Sweet and bitter taste in the brain of awake behaving animals

Affiliations

Sweet and bitter taste in the brain of awake behaving animals

Yueqing Peng et al. Nature. .

Abstract

Taste is responsible for evaluating the nutritious content of food, guiding essential appetitive behaviours, preventing the ingestion of toxic substances, and helping to ensure the maintenance of a healthy diet.
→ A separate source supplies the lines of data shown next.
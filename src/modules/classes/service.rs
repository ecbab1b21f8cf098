use chrono::NaiveDate;
use registrar_core::{AppError, PaginationParams};
use registrar_db::RecordStore;
use registrar_models::{
    ClassMeeting, ClassMeetingId, ClassResponse, LecturerId, SessionOffering, SessionOfferingId,
};
use tracing::{info, instrument};
use uuid::Uuid;

use crate::metrics::track_class_created;
use crate::utils::auth_helpers::{SESSION_NOT_FOUND, lecturer_offering};
use crate::utils::errors::{store_failure, store_internal};

const COMPONENT: &str = "module/class";

pub const CLASS_NOT_FOUND: &str = "Class not found";

pub struct ClassService;

impl ClassService {
    /// Creates a class meeting and one unattended attendance row for every
    /// student actively enrolled in the offering right now.
    ///
    /// Students who enroll later get no row for this meeting.
    #[instrument(skip(store))]
    pub async fn create_class_meeting(
        store: &dyn RecordStore,
        offering_id: SessionOfferingId,
        date: NaiveDate,
        actor: Uuid,
    ) -> Result<ClassResponse, AppError> {
        let session = store
            .get_session_offering(offering_id)
            .await
            .map_err(|e| store_failure(e, SESSION_NOT_FOUND, COMPONENT, "Create/GetOneSession"))?;

        let (class, attendances) = store
            .create_class_with_attendance(offering_id, date, actor)
            .await
            .map_err(|e| store_internal(e, COMPONENT, "Create/InsertClassWithAttendances"))?;

        track_class_created(attendances.len());
        info!(class_id = %class.id, attendances = attendances.len(), "Class meeting created");

        Ok(ClassResponse {
            class,
            session,
            attendances,
        })
    }

    #[instrument(skip(store))]
    pub async fn get_class(
        store: &dyn RecordStore,
        id: ClassMeetingId,
    ) -> Result<ClassResponse, AppError> {
        let class = store
            .get_class(id)
            .await
            .map_err(|e| store_failure(e, CLASS_NOT_FOUND, COMPONENT, "GetOne/GetOneClass"))?;
        let session = store
            .get_session_offering(class.session_offering_id)
            .await
            .map_err(|e| store_internal(e, COMPONENT, "GetOne/GetOneSession"))?;
        let attendances = store
            .list_attendance_by_class(id)
            .await
            .map_err(|e| store_internal(e, COMPONENT, "GetOne/GetAttendances"))?;

        Ok(ClassResponse {
            class,
            session,
            attendances,
        })
    }

    /// Class meetings of an offering taught by `lecturer_id`.
    #[instrument(skip(store))]
    pub async fn list_for_offering(
        store: &dyn RecordStore,
        lecturer_id: LecturerId,
        offering_id: SessionOfferingId,
        page: &PaginationParams,
    ) -> Result<Vec<ClassMeeting>, AppError> {
        lecturer_offering(store, lecturer_id, offering_id).await?;

        store
            .list_classes_by_offering(offering_id, page)
            .await
            .map_err(|e| store_internal(e, COMPONENT, "ListBySession/GetClasses"))
    }

    /// Offerings taught by `lecturer_id`; the entry point for every other
    /// lecturer listing.
    #[instrument(skip(store))]
    pub async fn list_lecturer_offerings(
        store: &dyn RecordStore,
        lecturer_id: LecturerId,
        page: &PaginationParams,
    ) -> Result<Vec<SessionOffering>, AppError> {
        store
            .list_offerings_by_lecturer(lecturer_id, page)
            .await
            .map_err(|e| store_internal(e, COMPONENT, "ListByLecturer/GetSessions"))
    }
}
Sweet and bitter are two of the most salient sensory percepts for humans and other animals; sweet taste allows the identification of energy-rich nutrients whereas bitter warns against the intake of potentially noxious chemicals. In mammals, information from taste receptor cells in the tongue is transmitted through multiple neural stations to the primary gustatory cortex in the brain. Recent imaging studies have shown that sweet and bitter are represented in the primary gustatory cortex by neurons organized in a spatial map, with each taste quality encoded by distinct cortical fields. Here we demonstrate that by manipulating the brain fields representing sweet and bitter taste we directly control an animal's internal representation, sensory perception, and behavioural actions. These results substantiate the segregation of taste qualities in the cortex, expose the innate nature of appetitive and aversive taste responses, and illustrate the ability of gustatory cortex to recapitulate complex behaviours in the absence of sensory input.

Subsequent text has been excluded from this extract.